Research links long-term exposure to traffic noise and type 2 diabetes

By Suchandrima BhowmikNov 21 2022Reviewed by Benedette Cuffari, M.Sc.

According to the World Health Organization (WHO), the prevalence of people who have diabetes has increased globally, from 108 million in 1980 to 422 million in 2014.

The main risk factors for diabetes are an unhealthy diet, lack of exercise, and adiposity. However, some recent studies have reported an association between transportation noise with a higher risk of type 2 diabetes (T2D).

Study: Long-term exposure to transportation noise and risk of type 2 diabetes: A cohort study. Image Credit: TTstudio / Shutterstock.com

Health effects of noise pollution

Over 20% of the population in the European Union is exposed to residential noise levels exceeding 55 dB. As a result, between one and 1.6 million otherwise healthy individuals die each year due to transportation noise in Europe, according to the WHO.

Noise can be indirectly harmful by arousing the hypothalamus-pituitary-adrenal axis and autonomic nervous system, thereby leading to the release of stress hormones.

Additionally, transportation noise during the night can reduce sleep duration and quality. Poor sleep quality can result in impaired glucose regulation, reduced insulin sensitivity, and low-grade inflammation, all of which are clinical features of T2D. Exposure to transportation noise has also been associated with physical inactivity and obesity, both risk factors for T2D.

Previous studies have reported an increased risk of diabetes associated with road traffic noise. However, most of these studies do not consider the influence of lifestyle characteristics on this risk.

Moreover, exposure to noise at the least exposed residential façade has increased T2D risk compared to the most exposed façade. This suggests that the harmful effects of noise on T2D mainly arise due to sleep disturbances.

A new Environmental Research study analyzes railway and road noise at the least and most exposed residential facades and the risk of T2D. The researchers of this study also evaluated the confounding of the degree of residual lifestyles in register-based studies.

About the study

The current study recruited individuals aged 16 years and above between February to April 2010 and February to April 2013. All study participants were asked to complete a questionnaire on diet, smoking status, alcohol consumption, body mass index (BMI), and physical activity.

Estimations of road and railway noise exposure were based on the address of each participant who lived at the most and least exposed residential facades using address data from 10 years before the baseline until the end of the follow-up in December 2017.

Cohort participants with T2D were identified and registered as cases if they had two T2D-related contacts with a hospital and/or pharmacy.

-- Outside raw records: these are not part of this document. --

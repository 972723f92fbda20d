//! Loads the wallet's transaction history from a JSON export on disk.
//!
//! The export is re-read only when its modification time changes.

use crate::transaction::Transaction;
use std::path::PathBuf;
use std::sync::Arc;
use std::time::SystemTime;
use thiserror::Error;
use tokio::sync::{OnceCell, RwLock};

const DEFAULT_TRANSACTIONS_FILE: &str = "transactions.json";

#[derive(Error, Debug)]
pub enum TransactionSourceError {
    #[error("failed to read {}: {source}", path.display())]
    Io {
        path: PathBuf,
        #[source]
        source: std::io::Error,
    },
    #[error("failed to parse {}: {source}", path.display())]
    Parse {
        path: PathBuf,
        #[source]
        source: serde_json::Error,
    },
}

#[derive(Clone, Debug)]
struct CachedTransactions {
    transactions: Vec<Transaction>,
    modified: Option<SystemTime>,
}

/// Path of the export, from `WALLET_TRANSACTIONS_FILE` or `transactions.json`.
pub fn transactions_file() -> PathBuf {
    std::env::var("WALLET_TRANSACTIONS_FILE")
        .map(PathBuf::from)
        .unwrap_or_else(|_| PathBuf::from(DEFAULT_TRANSACTIONS_FILE))
}

pub fn parse_transactions(
    bytes: &[u8],
    path: PathBuf,
) -> Result<Vec<Transaction>, TransactionSourceError> {
    serde_json::from_slice(bytes).map_err(|source| TransactionSourceError::Parse { path, source })
}

/// Returns the transactions in the export, in stored order.
///
/// A missing file is an empty wallet, not an error.
pub async fn load_transactions() -> Result<Vec<Transaction>, TransactionSourceError> {
    static CACHE: OnceCell<Arc<RwLock<Option<CachedTransactions>>>> = OnceCell::const_new();

    let path = transactions_file();
    let modified = match tokio::fs::metadata(&path).await {
        Ok(meta) => meta.modified().ok(),
        Err(e) if e.kind() == std::io::ErrorKind::NotFound => {
            dioxus_logger::tracing::warn!("{} not found, showing empty history", path.display());
            return Ok(Vec::new());
        }
        Err(source) => return Err(TransactionSourceError::Io { path, source }),
    };

    let cache_lock = CACHE
        .get_or_init(|| async { Arc::new(RwLock::new(None)) })
        .await;

    let read_lock = cache_lock.read().await;
    if let Some(cache) = &*read_lock {
        if modified.is_some() && cache.modified == modified {
            return Ok(cache.transactions.clone());
        }
    }
    drop(read_lock);

    let mut write_lock = cache_lock.write().await;

    // another task may have refreshed the cache while we waited.
    if let Some(cache) = &*write_lock {
        if modified.is_some() && cache.modified == modified {
            return Ok(cache.transactions.clone());
        }
    }

    let bytes = tokio::fs::read(&path)
        .await
        .map_err(|source| TransactionSourceError::Io {
            path: path.clone(),
            source,
        })?;
    let transactions = parse_transactions(&bytes, path.clone())?;
    dioxus_logger::tracing::info!(
        "read {} transactions from {}",
        transactions.len(),
        path.display()
    );

    *write_lock = Some(CachedTransactions {
        transactions: transactions.clone(),
        modified,
    });

    Ok(transactions)
}

#[cfg(test)]
mod tests {
    use super::*;
    use crate::transaction::TransactionState;
    use std::time::Duration;
    use std::path::Path;
    use std::time::UNIX_EPOCH;

    fn set_mtime(path: &Path, mtime: SystemTime) {
        std::fs::File::options()
            .write(true)
            .open(path)
            .unwrap()
            .set_modified(mtime)
            .unwrap();
    }

    #[test]
    fn test_parse_transactions_list() {
        let json = br#"[
            {"id": "a", "type": "received", "state": "settled", "totalAmount": 100},
            {"id": "b", "type": "sent", "state": "failed", "totalAmount": 50}
        ]"#;
        let txs = parse_transactions(json, PathBuf::from("t.json")).unwrap();
        assert_eq!(txs.len(), 2);
        assert_eq!(txs[1].id, "b");
    }

    #[test]
    fn test_parse_transactions_empty() {
        let txs = parse_transactions(b"[]", PathBuf::from("t.json")).unwrap();
        assert!(txs.is_empty());
    }

    #[test]
    fn test_parse_transactions_keeps_records_with_unknown_state() {
        let json = br#"[
            {"id": "a", "type": "sent", "state": "expired", "totalAmount": 100},
            {"id": "b", "type": "received", "state": "settled", "totalAmount": 50}
        ]"#;
        let txs = parse_transactions(json, PathBuf::from("t.json")).unwrap();
        assert_eq!(txs.len(), 2);
        assert_eq!(txs[0].state, Some(TransactionState::Other));
    }

    #[test]
    fn test_parse_transactions_error_names_file() {
        let err = parse_transactions(b"{not json", PathBuf::from("wallet.json")).unwrap_err();
        assert!(matches!(err, TransactionSourceError::Parse { .. }));
        assert!(err.to_string().contains("wallet.json"));
    }

    // ==================== load_transactions tests ====================

    // one test drives the env var and the process-wide cache so nothing races it.
    #[tokio::test]
    async fn test_load_transactions_from_env_file() {
        let dir = std::env::temp_dir();
        let pid = std::process::id();
        let missing = dir.join(format!("wallet-history-missing-{pid}.json"));
        let path = dir.join(format!("wallet-history-{pid}.json"));
        let _ = std::fs::remove_file(&missing);

        // missing file is an empty history.
        std::env::set_var("WALLET_TRANSACTIONS_FILE", &missing);
        assert_eq!(transactions_file(), missing);
        assert!(load_transactions().await.unwrap().is_empty());

        let first = UNIX_EPOCH + Duration::from_secs(1_700_000_000);
        std::fs::write(&path, r#"[{"id": "a", "totalAmount": 1}]"#).unwrap();
        set_mtime(&path, first);
        std::env::set_var("WALLET_TRANSACTIONS_FILE", &path);

        let txs = load_transactions().await.unwrap();
        assert_eq!(txs.len(), 1);

        // same mtime: the cached list is served even though the file changed.
        std::fs::write(
            &path,
            r#"[{"id": "a", "totalAmount": 1}, {"id": "b", "totalAmount": 2}]"#,
        )
        .unwrap();
        set_mtime(&path, first);
        assert_eq!(load_transactions().await.unwrap().len(), 1);

        // newer mtime: the file is re-read.
        set_mtime(&path, first + Duration::from_secs(60));
        let txs = load_transactions().await.unwrap();
        assert_eq!(txs.len(), 2);
        assert_eq!(txs[1].id, "b");

        // a broken file surfaces as a parse error naming it.
        std::fs::write(&path, "{not json").unwrap();
        set_mtime(&path, first + Duration::from_secs(120));
        let err = load_transactions().await.unwrap_err();
        assert!(matches!(err, TransactionSourceError::Parse { .. }));

        std::env::remove_var("WALLET_TRANSACTIONS_FILE");
        let _ = std::fs::remove_file(&path);
    }
}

In addition, information on the participants’ highest level of education, occupational status, income, cohabitation, and country of origin was obtained from 2010 to 2017.

Information on area-level socioeconomic status (SES) was also collected. A Charlson comorbidity index was calculated for each cohort member as a time-dependent variable using ICD10 codes and diagnosis dates from the Danish National Patient Registry that were updated for each cohort member upon a comorbidity diagnosis. This was based on the number of diseases during the previous five years, thus the preceding one to six years. By allowing a one-year lag, the index was not affected by T2D diagnosis.

Study findings

A total of 286,151 participants were included in the study, 7,574 of whom developed T2D during the median follow-up period of 6.2 years. People exposed to over 60 dB road traffic noise, which was referred to as the LdenMax cohort, were more likely to be younger, live alone, work white-collar jobs, have a higher educational level, be physically active, consume less red meat, be current smokers, and have a normal weight.

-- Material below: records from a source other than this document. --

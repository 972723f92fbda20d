//! The user interface language and its number formatting conventions.

use serde::Deserialize;
use serde::Serialize;

#[derive(
    Clone,
    Copy,
    PartialEq,
    Eq,
    Hash,
    Debug,
    Default,
    Serialize,
    Deserialize,
    strum::EnumIter,
    strum::EnumString,
    strum::IntoStaticStr,
)]
#[serde(rename_all = "lowercase")]
#[strum(serialize_all = "lowercase", ascii_case_insensitive)]
pub enum Locale {
    #[default]
    En,
    Es,
}

impl Locale {
    /// Language tag, e.g. "en".
    pub fn tag(&self) -> &'static str {
        self.into()
    }

    /// The language's name in itself, for language pickers.
    pub fn native_name(&self) -> &'static str {
        match self {
            Self::En => "English",
            Self::Es => "Español",
        }
    }

    pub fn group_separator(&self) -> char {
        match self {
            Self::En => ',',
            Self::Es => '.',
        }
    }

    pub fn decimal_separator(&self) -> char {
        match self {
            Self::En => '.',
            Self::Es => ',',
        }
    }

    /// Whether a currency symbol trails the number ("1,50 €") instead of
    /// leading it ("€1.50").
    pub fn symbol_after_amount(&self) -> bool {
        matches!(self, Self::Es)
    }
}

#[cfg(test)]
mod tests {
    use super::*;
    use std::str::FromStr;

    #[test]
    fn test_parse_tag() {
        assert_eq!(Locale::from_str("es"), Ok(Locale::Es));
        assert_eq!(Locale::from_str("EN"), Ok(Locale::En));
        assert!(Locale::from_str("fr").is_err());
    }

    #[test]
    fn test_tag_round_trip() {
        assert_eq!(Locale::Es.tag(), "es");
        assert_eq!(Locale::from_str(Locale::En.tag()), Ok(Locale::En));
    }

    #[test]
    fn test_separators() {
        assert_eq!(Locale::En.group_separator(), ',');
        assert_eq!(Locale::Es.decimal_separator(), ',');
        assert!(Locale::Es.symbol_after_amount());
        assert!(!Locale::En.symbol_after_amount());
    }
}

Low or no correlation was reported between road and railway noise. Both LdenMax and LdenMin residential facades were associated with higher T2D risk; however, the strongest association was associated with those in the LdenMin cohort.

After adjusting for the register-based covariates, no association was observed between T2D and railway LdenMin. Conversely, a higher risk of T2D was observed for railway LdenMax.

For road LdenMin, certain individual characteristics increased the impact of noise on their T2D risk. These included low or medium education levels, a comorbidity index greater than or equal to two, current smokers, obesity, and being physically inactive or mildly active.

For both road LdenMax and LdenMin, the risk of T2D was most significant for people living in suburban areas. Additionally, for road LdenMax, the risk of T2D was highest among women and those aged 65 years and above, while the opposite was observed for road LdenMin.

Conclusions

The current study reports that road traffic noise was associated with a higher risk of T2D. Furthermore, the association was strongest for noise at the least exposed residential façade.

Notably, lifestyle factors did not significantly alter the impact of noise levels on T2D risk, thus suggesting that future studies without information on lifestyle habits can provide accurate risk estimates.

Limitations

The current study comprises some degree of exposure misclassification and is associated with a risk of participation bias. Another limitation is that the associations between SES, lifestyle and transportation noise can vary across regions. Furthermore, the number of people developing T2D was limited.